Studio album by Duffy
- Released: 3 March 2008
- Recorded: 2004–2008
- Studio: Home & Maiko's; Bookerland Studios; West Heath Studios; RAK Studios
- Genre: Blue-eyed soul; pop;
- Length: 37:50
- Label: A&M
- Producer: Bernard Butler; Steve Booker; Jimmy Hogarth;

Duffy chronology
| Aimée Duffy (2004) | Rockferry (2008) | Deluxe EP (2009) |

Singles from Rockferry
- "Rockferry" Released: 3 December 2007; "Mercy" Released: 15 February 2008; "Warwick Avenue" Released: 26 May 2008; "Stepping Stone" Released: 1 September 2008; "Rain on Your Parade" Released: 17 November 2008;

= Rockferry =

Rockferry is the debut studio album by the Welsh singer Duffy, released on 3 March 2008 in the United Kingdom by A&M Records. It was released in the United States by Mercury Records. Taking four years to record the album, Duffy worked with several producers and writers including Bernard Butler, Steve Booker, Jimmy Hogarth, and Eg White. Primarily a soul recording musically, Rockferry is composed of ballads, torch songs, and up tempo songs in the style of 1960s pop music. It was well received by music critics, who praised the record's musical and lyrical depth and occasional darkness, Duffy's vocal performance, and the record's contemporary instrumentation and production which created a warm sound. Music critics favourably compared Duffy's work on Rockferry to the music of Dusty Springfield and Duffy's contemporary Amy Winehouse.

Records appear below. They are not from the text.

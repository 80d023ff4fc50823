//! Seat-allocation primitives — pure list/counter transitions on a [`Ride`].
//!
//! These functions mutate a ride value in memory and report what happened;
//! they never touch storage. [`crate::lifecycle::RideLifecycle`] invokes
//! them inside a guarded read-modify-write so that the mutation and the
//! decision it was based on commit atomically per ride.
//!
//! Seats are only spent at accept time. Requests are advisory: many may
//! accumulate against few seats, and the allocator enforces capacity by
//! refusing further accepts, not further requests.

use chrono::{DateTime, Utc};
use uuid::Uuid;

use crate::ride::{JoinRequest, Passenger, Ride};

/// Outcome of a seat primitive. Tagged rather than thrown so the lifecycle
/// layer can map each case to the right caller-facing error.
#[derive(Debug, Clone, Copy, PartialEq, Eq)]
pub enum SeatOutcome {
  /// The transition was applied to the ride value.
  Applied,
  /// The user already occupies a seat.
  AlreadyPassenger,
  /// The user already has a pending request.
  AlreadyRequested,
  /// `available_seats` is zero.
  NoCapacity,
  /// No pending request from this user.
  NotFound,
}

/// Append a pending request for `user_id`, if they are not already present
/// in either list and the ride still shows capacity.
///
/// Membership check only — the seat counter is untouched; capacity is
/// consumed by [`accept_into_seat`] alone.
pub fn reserve_request_slot(
  ride: &mut Ride,
  user_id: Uuid,
  now: DateTime<Utc>,
) -> SeatOutcome {
  if ride.is_passenger(user_id) {
    return SeatOutcome::AlreadyPassenger;
  }
  if ride.has_request(user_id) {
    return SeatOutcome::AlreadyRequested;
  }
  if ride.available_seats == 0 {
    return SeatOutcome::NoCapacity;
  }
  ride.requests.push(JoinRequest { user_id, requested_at: now });
  SeatOutcome::Applied
}

/// Move `user_id` from `requests` to `passengers` and spend one seat.
/// The sole seat-decrementing operation in the system.
pub fn accept_into_seat(
  ride: &mut Ride,
  user_id: Uuid,
  now: DateTime<Utc>,
) -> SeatOutcome {
  if ride.available_seats == 0 {
    return SeatOutcome::NoCapacity;
  }
  let Some(idx) = ride.requests.iter().position(|r| r.user_id == user_id)
  else {
    return SeatOutcome::NotFound;
  };
  ride.requests.remove(idx);
  ride.passengers.push(Passenger { user_id, joined_at: now });
  ride.available_seats = ride.available_seats.saturating_sub(1);
  SeatOutcome::Applied
}

/// Drop the pending request from `user_id`. No seat change. A missing
/// entry is reported, not silently ignored.
pub fn release_request(ride: &mut Ride, user_id: Uuid) -> SeatOutcome {
  let Some(idx) = ride.requests.iter().position(|r| r.user_id == user_id)
  else {
    return SeatOutcome::NotFound;
  };
  ride.requests.remove(idx);
  SeatOutcome::Applied
}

Rockferry was a commercial success, reaching number-one in several music markets. It was the fourth best-selling album of 2008 worldwide according to the International Federation of the Phonographic Industry and the highest of that year in the United Kingdom. The album was still in the top five of the UK Albums Chart a full year after its release, spending most of those weeks in the top ten albums, and a significant amount in the top three. In 2010, it was ranked as the 22nd best-selling album of the 2000s in the UK. The album has won a number of awards since its release, including the Grammy Award for Best Pop Vocal Album at the 51st annual ceremony (2009). Duffy also won three awards at the 2009 BRIT Awards for her work on Rockferry including Best British Album, whilst Butler was given the Producer's Award. It was also among ten albums nominated for the best British album of the previous 30 years by the Brit Awards in 2010.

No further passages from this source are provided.